Data items
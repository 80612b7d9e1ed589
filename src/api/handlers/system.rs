//! System endpoints: health check.

use axum::extract::State;
use axum::http::StatusCode;
use axum::response::IntoResponse;
use axum::routing::get;
use axum::{Json, Router};
use chrono::Utc;
use serde::Serialize;
use utoipa::ToSchema;

use crate::app_state::AppState;
use crate::xray::XrayState;

/// Health check response.
#[derive(Debug, Serialize, ToSchema)]
pub struct HealthResponse {
    status: String,
    xray: XrayState,
    timestamp: String,
    version: String,
}

/// `GET /health` — Service health status.
#[utoipa::path(
    get,
    path = "/health",
    tag = "System",
    summary = "Health check",
    description = "Returns panel health, the Xray lifecycle state, the panel version and the current timestamp.",
    responses(
        (status = 200, description = "Panel is up", body = HealthResponse),
    )
)]
pub async fn health_handler(State(state): State<AppState>) -> impl IntoResponse {
    (
        StatusCode::OK,
        Json(HealthResponse {
            status: "healthy".to_string(),
            xray: state.reconciler.xray().status().state,
            timestamp: Utc::now().to_rfc3339(),
            version: env!("CARGO_PKG_VERSION").to_string(),
        }),
    )
}

/// System routes mounted at the root level (not under /api/v1).
pub fn routes() -> Router<AppState> {
    Router::new().route("/health", get(health_handler))
}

§ Work task: Every entry is to be printed exactly as given.

§ Your response:
repository 80612b7d9e1ed589
filename src/api/handlers/system.rs
//! System endpoints: health check.

use axum::extract::State;
use axum::http::StatusCode;
use axum::response::IntoResponse;
use axum::routing::get;
use axum::{Json, Router};
use chrono::Utc;
use serde::Serialize;
use utoipa::ToSchema;

use crate::app_state::AppState;
use crate::xray::XrayState;

/// Health check response.
#[derive(Debug, Serialize, ToSchema)]
pub struct HealthResponse {
    status: String,
    xray: XrayState,
    timestamp: String,
    version: String,
}

/// `GET /health` — Service health status.
#[utoipa::path(
    get,
    path = "/health",
    tag = "System",
    summary = "Health check",
    description = "Returns panel health, the Xray lifecycle state, the panel version and the current timestamp.",
    responses(
        (status = 200, description = "Panel is up", body = HealthResponse),
    )
)]
pub async fn health_handler(State(state): State<AppState>) -> impl IntoResponse {
    (
        StatusCode::OK,
        Json(HealthResponse {
            status: "healthy".to_string(),
            xray: state.reconciler.xray().status().state,
            timestamp: Utc::now().to_rfc3339(),
            version: env!("CARGO_PKG_VERSION").to_string(),
        }),
    )
}

/// System routes mounted at the root level (not under /api/v1).
pub fn routes() -> Router<AppState> {
    Router::new().route("/health", get(health_handler))
}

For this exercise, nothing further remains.